For ourselves and for humanity, comrades, we must become new selves, develop new thought—attempt to construct a new humanity. (Fanon [1961] 2002, p.305)⁶

Thank you for reading (if you made it this far)! 



Fanon, Frantz. [1961] 2002. Le Damnés de la Terre. Paris: Éditions La Découverte & Syros.
Foucault, Michel. 1979. 'Omnes et Singulatim: Towards a Criticism of Political Reason.' In Sterling McMurrin (ed.). 1981. The Tanner Lectures on Human Values, Vol II. 225-254. Salt Lake City: University of Utah Press.
Locke, John. 1698. Two Treatises of Government. Widely available.
Moore, Jason W. 2015. Capitalism in the Web of Life: Ecology and the Accumulation of Capital. London: Verso.
Poirier, Sylvie. 2005. A World of Relationships: Itineraries, Dreams, and Events in the Australian Western Desert. Toronto: University of Toronto Press.
Samuel, Raphael. 1992. 'Mrs Thatcher's Return to Victorian Values'. Proceedings of the British Academy, 78:9-29.


  1. Inasmuch as land can 'belong' to anybody in many Indigenous worldviews.

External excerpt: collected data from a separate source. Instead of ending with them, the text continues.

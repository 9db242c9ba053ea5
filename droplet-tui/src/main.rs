//! Terminal UI for droplet that shows per-source water quality, the user's
//! own readings, proximity lookups, and photo submissions.

mod app;
mod cli;
mod input;
mod logging;
mod ui;

use std::{fs, io, path::Path, sync::Arc, time::Duration as StdDuration, time::Instant};

use anyhow::{Context, Result};
use clap::Parser;
use crossterm::{
    event::{self, DisableMouseCapture, EnableMouseCapture, Event as CEvent},
    execute,
    terminal::{EnterAlternateScreen, LeaveAlternateScreen, disable_raw_mode, enable_raw_mode},
};
use droplet_core::{config::DropletConfig, model::Photo, service::DropletService};
use droplet_provider_appwrite as appwrite;
use droplet_provider_predict as predict;
use ratatui::{Terminal, backend::CrosstermBackend};
use reqwest::Client;
use tracing::{info, warn};

use crate::app::{App, Screen};
use crate::cli::Args;
use crate::input::Action;

#[tokio::main]
async fn main() -> Result<()> {
    let args = Args::parse();
    logging::init_file_logger(&args.log_file, args.verbose)?;

    let config = DropletConfig::from_file(&args.config)
        .with_context(|| format!("loading {}", args.config.display()))?;
    let catalog = Arc::new(config.catalog()?);
    info!(sources = catalog.len(), "loaded water-source catalog");

    // HTTP + service setup
    let client = Client::builder().user_agent("droplet/0.1").build()?;

    let readings = appwrite::reading_port(client.clone(), config.backend.clone());
    let classifier = config
        .classifier
        .clone()
        .map(|classifier| predict::classifier_port(client.clone(), classifier));
    if classifier.is_none() {
        warn!("no classifier configured, submissions are disabled");
    }
    let service = Arc::new(DropletService::new(catalog, readings, classifier));

    // App state
    let app = App::new(
        service,
        config.app.user_id.clone(),
        config.app.refresh_interval(),
    );

    // Terminal init
    enable_raw_mode()?;
    let mut stdout = io::stdout();
    execute!(stdout, EnterAlternateScreen, EnableMouseCapture)?;
    let backend = CrosstermBackend::new(stdout);
    let mut terminal = Terminal::new(backend)?;

    // Run event loop
    let res = run(&mut terminal, app).await;

    // Restore terminal
    disable_raw_mode()?;
    execute!(
        terminal.backend_mut(),
        LeaveAlternateScreen,
        DisableMouseCapture
    )?;
    terminal.show_cursor()?;

    res
}

async fn run(terminal: &mut Terminal<CrosstermBackend<io::Stdout>>, mut app: App) -> Result<()> {
    loop {
        // Draw current UI
        terminal.draw(|frame| ui::draw(frame, &app))?;

        // Poll for input (non-blocking, small timeout to keep CPU low)
        let action = if event::poll(StdDuration::from_millis(100))?
            && let CEvent::Key(key) = event::read()?
        {
            input::handle_key_event(key, &mut app)
        } else if app.refresh_due(Instant::now()) {
            Action::Refresh
        } else {
            Action::None
        };

        match action {
            Action::Quit => break,
            Action::None => {}
            Action::Refresh => {
                app.is_loading = true;
                terminal.draw(|frame| ui::draw(frame, &app))?;
                refresh(&mut app).await;
                app.is_loading = false;
            }
            Action::SubmitPhoto => {
                app.is_loading = true;
                app.error_message = None;
                terminal.draw(|frame| ui::draw(frame, &app))?;
                submit(&mut app).await;
                app.is_loading = false;
            }
        }
    }

    Ok(())
}

// Re-fetch whatever the current screen shows; errors land in the status line.
async fn refresh(app: &mut App) {
    app.last_refresh = Some(Instant::now());

    match app.screen {
        Screen::Overview => {
            let result = app.service.overview().await;
            match result {
                Ok(summaries) => {
                    app.summaries = summaries;
                    app.error_message = None;
                }
                Err(err) => {
                    warn!(error = %err, "overview refresh failed");
                    app.error_message = Some(format!("Refresh failed: {err}"));
                }
            }
        }
        Screen::Readings => {
            let result = app.service.all_readings().await;
            match result {
                Ok(readings) => {
                    app.readings = readings;
                    app.error_message = None;
                }
                Err(err) => {
                    warn!(error = %err, "readings refresh failed");
                    app.error_message = Some(format!("Refresh failed: {err}"));
                }
            }
        }
        Screen::Log => {
            let Some(user_id) = app.user_id.clone() else {
                return;
            };
            let result = app.service.user_log(&user_id).await;
            match result {
                Ok(log) => {
                    app.log = log;
                    app.error_message = None;
                }
                Err(err) => {
                    warn!(error = %err, "log refresh failed");
                    app.error_message = Some(format!("Refresh failed: {err}"));
                }
            }
        }
        Screen::Locate | Screen::Submit => {}
    }

    app.clamp_indices();
}

async fn submit(app: &mut App) {
    let Some(user_id) = app.user_id.clone() else {
        app.error_message = Some("Set app.user_id in the configuration first".into());
        return;
    };

    let Some((point, path)) = app::parse_submission(&app.submit_input) else {
        app.error_message = Some("Enter: latitude longitude path/to/photo.jpg".into());
        return;
    };

    let photo = match read_photo(Path::new(&path)) {
        Ok(photo) => photo,
        Err(err) => {
            app.error_message = Some(format!("{err:#}"));
            return;
        }
    };

    let result = app.service.submit_photo(&user_id, point, &photo).await;
    match result {
        Ok(reading) => {
            info!(droplet = %reading.id, "submitted reading");
            app.last_submission = Some(reading);
            app.submit_input.clear();
            // next visit to the data screens picks up the new reading
            app.last_refresh = None;
        }
        Err(err) => {
            app.error_message = Some(format!("Submission failed: {err}"));
        }
    }
}

fn read_photo(path: &Path) -> Result<Photo> {
    let bytes = fs::read(path).with_context(|| format!("cannot read photo {}", path.display()))?;
    let file_name = path
        .file_name()
        .map_or_else(|| "photo.jpg".to_owned(), |name| name.to_string_lossy().into_owned());
    Ok(Photo { file_name, bytes })
}
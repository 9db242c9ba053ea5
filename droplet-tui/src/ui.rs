use chrono::Local;
use droplet_core::{
    model::{Reading, Rgb},
    quality::{clamp_score, score_to_color},
};
use ratatui::{
    prelude::*,
    widgets::{Block, Borders, Cell, Paragraph, Row, Table, TableState, Tabs, Wrap},
};

use crate::app::{App, Screen};

pub(crate) fn draw(frame: &mut Frame<'_>, app: &App) {
    let area = frame.area();

    // Outer layout: tabs, main content, status line
    let layout_chunks = Layout::default()
        .direction(Direction::Vertical)
        .margin(1)
        .constraints([
            Constraint::Length(3),
            Constraint::Min(0),
            Constraint::Length(3),
        ])
        .split(area);

    let chunks = layout_chunks.as_ref();
    let [header_area, content_area, status_area] = chunks else {
        return;
    };

    let selected = Screen::ALL
        .iter()
        .position(|screen| *screen == app.screen)
        .unwrap_or_default();
    let tabs = Tabs::new(
        Screen::ALL
            .iter()
            .enumerate()
            .map(|(idx, screen)| format!("{} {}", idx + 1, screen.title())),
    )
    .select(selected)
    .block(Block::default().borders(Borders::ALL).title("Droplet – water quality"))
    .highlight_style(Style::default().fg(Color::Yellow).add_modifier(Modifier::BOLD));
    frame.render_widget(tabs, *header_area);

    match app.screen {
        Screen::Overview => draw_overview(frame, app, *content_area),
        Screen::Readings => draw_readings(frame, app, *content_area),
        Screen::Log => draw_log(frame, app, *content_area),
        Screen::Locate => draw_locate(frame, app, *content_area),
        Screen::Submit => draw_submit(frame, app, *content_area),
    }

    // Status bar
    let nav_hint = match app.screen {
        Screen::Overview | Screen::Readings | Screen::Log => {
            "↑/↓ move · r refresh · 1-5/Tab switch · q/Ctrl-C quit"
        }
        Screen::Locate => "Type latitude, longitude · Enter locate · Tab/Esc switch · Ctrl-C quit",
        Screen::Submit => {
            "Type latitude longitude photo-path · Enter submit · Tab/Esc switch · Ctrl-C quit"
        }
    };

    let status_text = if app.is_loading {
        format!("Loading… · {nav_hint}")
    } else if let Some(msg) = &app.error_message {
        format!("{msg} · {nav_hint}")
    } else {
        nav_hint.to_owned()
    };

    let status_style = if app.error_message.is_some() {
        Style::default().fg(Color::Red)
    } else if app.is_loading {
        Style::default().fg(Color::Yellow)
    } else {
        Style::default()
    };

    let status = Paragraph::new(status_text)
        .block(Block::default().borders(Borders::ALL).title("Status"))
        .style(status_style)
        .wrap(Wrap { trim: true });

    frame.render_widget(status, *status_area);
}

fn draw_overview(frame: &mut Frame<'_>, app: &App, area: Rect) {
    let title = format!("Water sources ({} zones)", app.service.sources().len());

    if app.summaries.is_empty() {
        let text = if app.service.sources().is_empty() {
            "No water sources configured."
        } else {
            "No data loaded yet. Press r to refresh."
        };
        let paragraph = Paragraph::new(text)
            .block(Block::default().borders(Borders::ALL).title(title))
            .wrap(Wrap { trim: true });
        frame.render_widget(paragraph, area);
        return;
    }

    let rows = app.summaries.iter().map(|summary| {
        let (quality, style) = match (summary.average, summary.color) {
            (Some(average), Some(color)) => (average.to_string(), Style::default().fg(to_color(color))),
            _ => ("no data".to_owned(), Style::default().fg(Color::DarkGray)),
        };

        Row::new(vec![
            Cell::from(summary.source.name.clone()),
            Cell::from(format!(
                "{:.5}, {:.5}",
                summary.source.latitude, summary.source.longitude
            )),
            Cell::from(format!("{:.0} m", summary.source.radius_meters)),
            Cell::from(summary.reading_count.to_string()),
            Cell::from(quality).style(style),
            Cell::from(swatch(summary.color)).style(style),
        ])
    });

    let column_widths = [
        Constraint::Min(20),
        Constraint::Length(22),
        Constraint::Length(9),
        Constraint::Length(9),
        Constraint::Length(9),
        Constraint::Length(6),
    ];

    let table = Table::new(rows, column_widths)
        .header(
            Row::new(vec!["Source", "Centre", "Radius", "Readings", "Quality", ""])
                .style(Style::default().add_modifier(Modifier::BOLD)),
        )
        .block(Block::default().borders(Borders::ALL).title(title))
        .row_highlight_style(Style::default().add_modifier(Modifier::REVERSED))
        .column_spacing(1);

    let mut state = TableState::default();
    state.select(Some(app.summary_index));
    frame.render_stateful_widget(table, area, &mut state);
}

fn draw_log(frame: &mut Frame<'_>, app: &App, area: Rect) {
    let Some(user_id) = &app.user_id else {
        let paragraph = Paragraph::new("Set app.user_id in the configuration to see your log.")
            .block(Block::default().borders(Borders::ALL).title("Your log"))
            .wrap(Wrap { trim: true });
        frame.render_widget(paragraph, area);
        return;
    };

    let title = format!("Your log ({user_id})");

    if app.log.is_empty() {
        let paragraph = Paragraph::new("You haven't predicted any water yet.")
            .block(Block::default().borders(Borders::ALL).title(title))
            .wrap(Wrap { trim: true });
        frame.render_widget(paragraph, area);
        return;
    }

    let table = reading_table(app, &app.log, false)
        .block(Block::default().borders(Borders::ALL).title(title));

    let mut state = TableState::default();
    state.select(Some(app.log_index));
    frame.render_stateful_widget(table, area, &mut state);
}

fn draw_readings(frame: &mut Frame<'_>, app: &App, area: Rect) {
    let title = format!("All readings ({})", app.readings.len());

    if app.readings.is_empty() {
        let paragraph = Paragraph::new("No readings loaded yet. Press r to refresh.")
            .block(Block::default().borders(Borders::ALL).title(title))
            .wrap(Wrap { trim: true });
        frame.render_widget(paragraph, area);
        return;
    }

    let table = reading_table(app, &app.readings, true)
        .block(Block::default().borders(Borders::ALL).title(title));

    let mut state = TableState::default();
    state.select(Some(app.readings_index));
    frame.render_stateful_widget(table, area, &mut state);
}

// One row per reading, coloured by its own score.
fn reading_table<'rows>(
    app: &'rows App,
    readings: &'rows [Reading],
    with_owner: bool,
) -> Table<'rows> {
    let rows = readings.iter().map(|reading| {
        let uploaded = reading
            .uploaded_at
            .with_timezone(&Local)
            .format("%d.%m.%Y %H:%M")
            .to_string();
        let (quality, style) = match reading.quality_score {
            Some(score) if !score.is_nan() => (
                format!("{:.1}", clamp_score(score)),
                Style::default().fg(to_color(score_to_color(score))),
            ),
            _ => ("–".to_owned(), Style::default().fg(Color::DarkGray)),
        };

        let mut cells = vec![Cell::from(reading.id.clone()).style(style)];
        if with_owner {
            cells.push(Cell::from(reading.user_id.to_string()));
        }
        cells.extend([
            Cell::from(uploaded),
            Cell::from(app.label_for(reading).to_owned()),
            Cell::from(quality).style(style),
        ]);
        Row::new(cells)
    });

    let mut column_widths = vec![Constraint::Length(22)];
    let mut header = vec!["Droplet"];
    if with_owner {
        column_widths.push(Constraint::Length(14));
        header.push("User");
    }
    column_widths.extend([
        Constraint::Length(17),
        Constraint::Min(18),
        Constraint::Length(8),
    ]);
    header.extend(["Uploaded", "Location", "Quality"]);

    Table::new(rows, column_widths)
        .header(Row::new(header).style(Style::default().add_modifier(Modifier::BOLD)))
        .row_highlight_style(Style::default().add_modifier(Modifier::REVERSED))
        .column_spacing(1)
}

fn draw_locate(frame: &mut Frame<'_>, app: &App, area: Rect) {
    let layout_chunks = Layout::default()
        .direction(Direction::Vertical)
        .constraints([
            Constraint::Length(3), // input
            Constraint::Min(0),    // report
        ])
        .split(area);

    let chunks = layout_chunks.as_ref();
    let [input_area, report_area] = chunks else {
        return;
    };

    let input = Paragraph::new(app.locate_input.as_str())
        .block(
            Block::default()
                .borders(Borders::ALL)
                .title("Position (latitude, longitude; Enter)"),
        )
        .wrap(Wrap { trim: true });
    frame.render_widget(input, *input_area);

    let lines = match &app.located {
        None => vec![Line::from("Enter a position to see which water source it belongs to.")],
        Some(located) => {
            let nearest = match &located.nearest {
                Some((name, distance, inside)) => format!(
                    "{name}, {distance:.0} m away ({})",
                    if *inside { "inside radius" } else { "outside radius" }
                ),
                None => "none".to_owned(),
            };
            vec![
                Line::from(format!("Position:        {}", located.point)),
                Line::from(vec![
                    Span::raw("Location:        "),
                    Span::styled(located.label.clone(), Style::default().add_modifier(Modifier::BOLD)),
                ]),
                Line::from(format!("Nearest source:  {nearest}")),
                Line::from(format!(
                    "First match:     {}",
                    located.enclosing.as_deref().unwrap_or("none")
                )),
            ]
        }
    };

    let report = Paragraph::new(lines)
        .block(Block::default().borders(Borders::ALL).title("Proximity"))
        .wrap(Wrap { trim: true });
    frame.render_widget(report, *report_area);
}

fn draw_submit(frame: &mut Frame<'_>, app: &App, area: Rect) {
    let layout_chunks = Layout::default()
        .direction(Direction::Vertical)
        .constraints([Constraint::Length(3), Constraint::Min(0)])
        .split(area);

    let chunks = layout_chunks.as_ref();
    let [input_area, result_area] = chunks else {
        return;
    };

    let input = Paragraph::new(app.submit_input.as_str())
        .block(
            Block::default()
                .borders(Borders::ALL)
                .title("latitude longitude photo-path (Enter)"),
        )
        .wrap(Wrap { trim: true });
    frame.render_widget(input, *input_area);

    let text = if !app.service.can_submit() {
        Text::from("Submissions need a [classifier] endpoint in the configuration.")
    } else if app.user_id.is_none() {
        Text::from("Submissions need app.user_id in the configuration.")
    } else if let Some(reading) = &app.last_submission {
        let score = reading.quality_score.unwrap_or_default();
        Text::from(vec![
            Line::from(format!("Stored droplet {}", reading.id)),
            Line::from(format!("Location: {}", app.label_for(reading))),
            Line::from(Span::styled(
                format!("Quality:  {score:.1}"),
                Style::default().fg(to_color(score_to_color(score))),
            )),
        ])
    } else {
        Text::from("Photograph a water body, then submit its position and photo file.")
    };

    let result = Paragraph::new(text)
        .block(Block::default().borders(Borders::ALL).title("Submission"))
        .wrap(Wrap { trim: true });
    frame.render_widget(result, *result_area);
}

fn to_color(rgb: Rgb) -> Color {
    Color::Rgb(rgb.red, rgb.green, rgb.blue)
}

fn swatch(color: Option<Rgb>) -> String {
    match color {
        Some(_) => "████".to_owned(),
        None => "····".to_owned(),
    }
}
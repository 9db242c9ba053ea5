//! High-level service facade combining the catalog and the external ports.

use std::sync::Arc;

use chrono::Utc;
use tracing::{debug, warn};

use crate::catalog::SourceCatalog;
use crate::geo::{NearestSource, is_within_any_source, location_label, nearest_source};
use crate::model::{GeoPoint, NewReading, Photo, Reading, ReadingQuery, SourceSummary, UserId, WaterSource};
use crate::ports::{ClassifierPort, PortError, ReadingPort};
use crate::quality::{confidence_to_quality, summarize_source};

#[derive(Debug, Clone, Copy, PartialEq)]
/// Every proximity view of a single point.
pub struct LocationReport<'catalog> {
    /// Name of the enclosing nearest source or `"Unknown Location"`.
    pub label: &'catalog str,
    /// Nearest source regardless of radius.
    pub nearest: Option<NearestSource<'catalog>>,
    /// First listed source whose radius contains the point.
    pub enclosing: Option<&'catalog WaterSource>,
}

/// Public entry point for overviews, logs, and submissions.
pub struct DropletService {
    catalog: Arc<SourceCatalog>,
    readings: Arc<dyn ReadingPort>,
    classifier: Option<Arc<dyn ClassifierPort>>,
}

impl DropletService {
    /// Create a new service over the given catalog and ports.
    #[must_use]
    pub fn new(
        catalog: Arc<SourceCatalog>,
        readings: Arc<dyn ReadingPort>,
        classifier: Option<Arc<dyn ClassifierPort>>,
    ) -> Self {
        Self {
            catalog,
            readings,
            classifier,
        }
    }

    /// Configured water sources in catalog order.
    #[must_use]
    pub fn sources(&self) -> &[WaterSource] {
        self.catalog.sources()
    }

    /// Whether photo submissions are possible.
    #[must_use]
    pub fn can_submit(&self) -> bool {
        self.classifier.is_some()
    }

    /// One summary per water source, in catalog order.
    ///
    /// # Errors
    ///
    /// Returns a [`PortError`] if the readings cannot be fetched.
    pub async fn overview(&self) -> Result<Vec<SourceSummary>, PortError> {
        let readings = self.readings.list(&ReadingQuery::all()).await?;
        debug!(count = readings.len(), "fetched readings for overview");

        Ok(self
            .sources()
            .iter()
            .map(|source| summarize_source(&readings, source))
            .collect())
    }

    /// Readings from every user, newest first.
    ///
    /// # Errors
    ///
    /// Returns a [`PortError`] if the readings cannot be fetched.
    pub async fn all_readings(&self) -> Result<Vec<Reading>, PortError> {
        let readings = self.readings.list(&ReadingQuery::all()).await?;
        debug!(count = readings.len(), "fetched all readings");

        Ok(newest_first(readings))
    }

    /// Readings submitted by `user_id`, newest first.
    ///
    /// # Errors
    ///
    /// Returns a [`PortError`] if the readings cannot be fetched.
    pub async fn user_log(&self, user_id: &UserId) -> Result<Vec<Reading>, PortError> {
        let readings = self
            .readings
            .list(&ReadingQuery::for_user(user_id.clone()))
            .await?;
        debug!(count = readings.len(), user = %user_id, "fetched user log");

        Ok(newest_first(readings))
    }

    /// Label of a point: nearest enclosing source name or `"Unknown Location"`.
    #[must_use]
    pub fn label_for(&self, point: GeoPoint) -> &str {
        location_label(point, self.sources())
    }

    /// Nearest source, first enclosing source, and label for a point.
    #[must_use]
    pub fn locate(&self, point: GeoPoint) -> LocationReport<'_> {
        let sources = self.sources();
        LocationReport {
            label: location_label(point, sources),
            nearest: nearest_source(point, sources),
            enclosing: is_within_any_source(point, sources),
        }
    }

    /// Classify a photo taken at `point` and store it as a new reading.
    ///
    /// # Errors
    ///
    /// Returns [`PortError::InvalidPhoto`] for an empty photo,
    /// [`PortError::OutsideWaterSource`] when `point` is not inside any
    /// source, [`PortError::ClassifierUnavailable`] without a classifier, or
    /// the error of the failing port call.
    pub async fn submit_photo(
        &self,
        user_id: &UserId,
        point: GeoPoint,
        photo: &Photo,
    ) -> Result<Reading, PortError> {
        if photo.bytes.is_empty() {
            return Err(PortError::InvalidPhoto);
        }

        let Some(source) = is_within_any_source(point, self.sources()) else {
            warn!(%point, "rejected submission outside every water source");
            return Err(PortError::OutsideWaterSource);
        };

        let classifier = self
            .classifier
            .as_ref()
            .ok_or(PortError::ClassifierUnavailable)?;
        let classification = classifier.classify(photo).await?;
        let quality_score = confidence_to_quality(classification.confidence);
        debug!(
            source = %source.name,
            confidence = classification.confidence,
            quality_score,
            "classified photo"
        );

        self.readings
            .submit(NewReading {
                user_id: user_id.clone(),
                latitude: point.latitude,
                longitude: point.longitude,
                quality_score,
                uploaded_at: Utc::now(),
            })
            .await
    }
}

fn newest_first(mut readings: Vec<Reading>) -> Vec<Reading> {
    readings.sort_by(|left, right| right.uploaded_at.cmp(&left.uploaded_at));
    readings
}

#[cfg(test)]
mod tests {
    use std::sync::Mutex;

    use async_trait::async_trait;
    use chrono::{Duration, TimeZone};

    use super::*;
    use crate::model::{Classification, Rgb};

    struct MemoryReadings {
        stored: Mutex<Vec<Reading>>,
    }

    impl MemoryReadings {
        fn with(readings: Vec<Reading>) -> Arc<Self> {
            Arc::new(Self {
                stored: Mutex::new(readings),
            })
        }
    }

    #[async_trait]
    impl ReadingPort for MemoryReadings {
        async fn list(&self, query: &ReadingQuery) -> Result<Vec<Reading>, PortError> {
            let stored = self.stored.lock().expect("lock");
            Ok(stored
                .iter()
                .filter(|reading| {
                    query
                        .user_id
                        .as_ref()
                        .is_none_or(|user| *user == reading.user_id)
                })
                .cloned()
                .collect())
        }

        async fn submit(&self, reading: NewReading) -> Result<Reading, PortError> {
            let mut stored = self.stored.lock().expect("lock");
            let saved = Reading {
                id: format!("droplet-{}", stored.len()),
                user_id: reading.user_id,
                latitude: reading.latitude,
                longitude: reading.longitude,
                quality_score: Some(reading.quality_score),
                uploaded_at: reading.uploaded_at,
            };
            stored.push(saved.clone());
            Ok(saved)
        }
    }

    struct FixedClassifier(f64);

    #[async_trait]
    impl ClassifierPort for FixedClassifier {
        async fn classify(&self, _photo: &Photo) -> Result<Classification, PortError> {
            Ok(Classification { confidence: self.0 })
        }
    }

    fn reading(user: &str, longitude: f64, score: f64, minutes: i64) -> Reading {
        let base = Utc
            .with_ymd_and_hms(2025, 6, 1, 8, 0, 0)
            .single()
            .expect("valid timestamp");
        Reading {
            id: format!("{user}-{minutes}"),
            user_id: UserId(user.to_owned()),
            latitude: 0.0,
            longitude,
            quality_score: Some(score),
            uploaded_at: base + Duration::minutes(minutes),
        }
    }

    fn catalog() -> Arc<SourceCatalog> {
        Arc::new(
            SourceCatalog::new(vec![
                WaterSource::new("North Lake", 0.0, 0.0, 200.0),
                WaterSource::new("South Lake", 0.0, 1.0, 200.0),
            ])
            .expect("valid catalog"),
        )
    }

    fn photo() -> Photo {
        Photo {
            file_name: "lake.jpg".to_owned(),
            bytes: vec![0xff, 0xd8, 0xff],
        }
    }

    #[tokio::test]
    async fn overview_summarises_every_source_in_order() {
        let store = MemoryReadings::with(vec![
            reading("ana", 0.0, 30.0, 0),
            reading("ben", 0.000_5, 70.0, 1),
        ]);
        let service = DropletService::new(catalog(), store, None);

        let overview = service.overview().await.expect("overview");
        assert_eq!(overview.len(), 2);

        let north = overview.first().expect("north summary");
        assert_eq!(north.source.name, "North Lake");
        assert_eq!(north.average, Some(50));
        assert_eq!(north.color, Some(Rgb::new(255, 255, 0)));
        assert_eq!(north.reading_count, 2);

        let south = overview.get(1).expect("south summary");
        assert_eq!(south.average, None);
        assert_eq!(south.color, None);
    }

    #[tokio::test]
    async fn user_log_is_filtered_and_newest_first() {
        let store = MemoryReadings::with(vec![
            reading("ana", 0.0, 30.0, 0),
            reading("ben", 0.0, 70.0, 5),
            reading("ana", 0.0, 40.0, 10),
        ]);
        let service = DropletService::new(catalog(), store, None);

        let log = service
            .user_log(&UserId("ana".to_owned()))
            .await
            .expect("user log");
        let ids: Vec<&str> = log.iter().map(|entry| entry.id.as_str()).collect();
        assert_eq!(ids, ["ana-10", "ana-0"]);
    }

    #[tokio::test]
    async fn all_readings_span_every_user_newest_first() {
        let store = MemoryReadings::with(vec![
            reading("ana", 0.0, 30.0, 0),
            reading("ben", 5.0, 70.0, 15),
            reading("ana", 0.0, 40.0, 10),
        ]);
        let service = DropletService::new(catalog(), store, None);

        let readings = service.all_readings().await.expect("all readings");
        let ids: Vec<&str> = readings.iter().map(|entry| entry.id.as_str()).collect();
        assert_eq!(ids, ["ben-15", "ana-10", "ana-0"], "unfiltered and newest first");
    }

    #[tokio::test]
    async fn locate_reports_all_proximity_views() {
        let service = DropletService::new(catalog(), MemoryReadings::with(Vec::new()), None);

        let inside = service.locate(GeoPoint::new(0.0, 0.001));
        assert_eq!(inside.label, "North Lake");
        assert_eq!(inside.enclosing.map(|source| source.name.as_str()), Some("North Lake"));

        let outside = service.locate(GeoPoint::new(0.0, 0.9));
        assert_eq!(outside.label, "Unknown Location");
        assert!(outside.enclosing.is_none(), "no enclosing source");
        assert_eq!(
            outside.nearest.map(|nearest| nearest.source.name.as_str()),
            Some("South Lake")
        );
    }

    #[tokio::test]
    async fn submission_scales_confidence_and_stores_reading() {
        let store = MemoryReadings::with(Vec::new());
        let service = DropletService::new(
            catalog(),
            Arc::clone(&store) as Arc<dyn ReadingPort>,
            Some(Arc::new(FixedClassifier(0.82)) as Arc<dyn ClassifierPort>),
        );

        let saved = service
            .submit_photo(&UserId("ana".to_owned()), GeoPoint::new(0.0, 1.0), &photo())
            .await
            .expect("submission");
        assert_eq!(saved.quality_score.map(f64::round), Some(82.0));
        assert_eq!(store.stored.lock().expect("lock").len(), 1);
    }

    #[tokio::test]
    async fn submission_outside_sources_is_rejected() {
        let service = DropletService::new(
            catalog(),
            MemoryReadings::with(Vec::new()),
            Some(Arc::new(FixedClassifier(0.5)) as Arc<dyn ClassifierPort>),
        );

        let result = service
            .submit_photo(&UserId("ana".to_owned()), GeoPoint::new(5.0, 5.0), &photo())
            .await;
        assert!(matches!(result, Err(PortError::OutsideWaterSource)), "outside");
    }

    #[tokio::test]
    async fn submission_needs_photo_and_classifier() {
        let service = DropletService::new(catalog(), MemoryReadings::with(Vec::new()), None);
        assert!(!service.can_submit(), "no classifier configured");

        let empty = Photo {
            file_name: "empty.jpg".to_owned(),
            bytes: Vec::new(),
        };
        let user = UserId("ana".to_owned());
        let point = GeoPoint::new(0.0, 0.0);

        let result = service.submit_photo(&user, point, &empty).await;
        assert!(matches!(result, Err(PortError::InvalidPhoto)), "empty photo");

        let result = service.submit_photo(&user, point, &photo()).await;
        assert!(
            matches!(result, Err(PortError::ClassifierUnavailable)),
            "missing classifier"
        );
    }
}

  2. This is different from the State of Nature described in the work of Thomas Hobbes. For Locke, a state of nature is simply something found in its natural or original, untouched state. In a Lockean view, humans alone are separate from, and elevated above, 'nature'. The implicit suggestion here, then, is that Indigenous peoples are less-than-human and therefore no rights pertain to them, least of all rights of ownership, since 'nature' cannot 'own' itself.

  3. If we deny, disbelieve, or otherwise undermine people's own accounts of what they are experiencing, we are essentially gaslighting them.

  4. (Footnote: I'll write more about responsibility in the future: about how this individualised conception of responsibility is harmful and all wrong.)

  5. My translation and slight paraphrase. The original: "Mais la guerre continue. Et nous aurons à panser des années encore les plaies multiples et quelquefois indélébiles faites à nos peuples par le déferlement colonialiste. L'impérialisme... abandonne çà et là des germes de pourriture qu'il nous faut implacablement détecter et extirper de nos terres et de nos cerveaux."

  6. My translation. The original: "pour nous-mêmes et pour l'humanité, cama­rades, il faut faire peau neuve, développer une pensée neuve, tenter de mettre sur pied un homme neuf."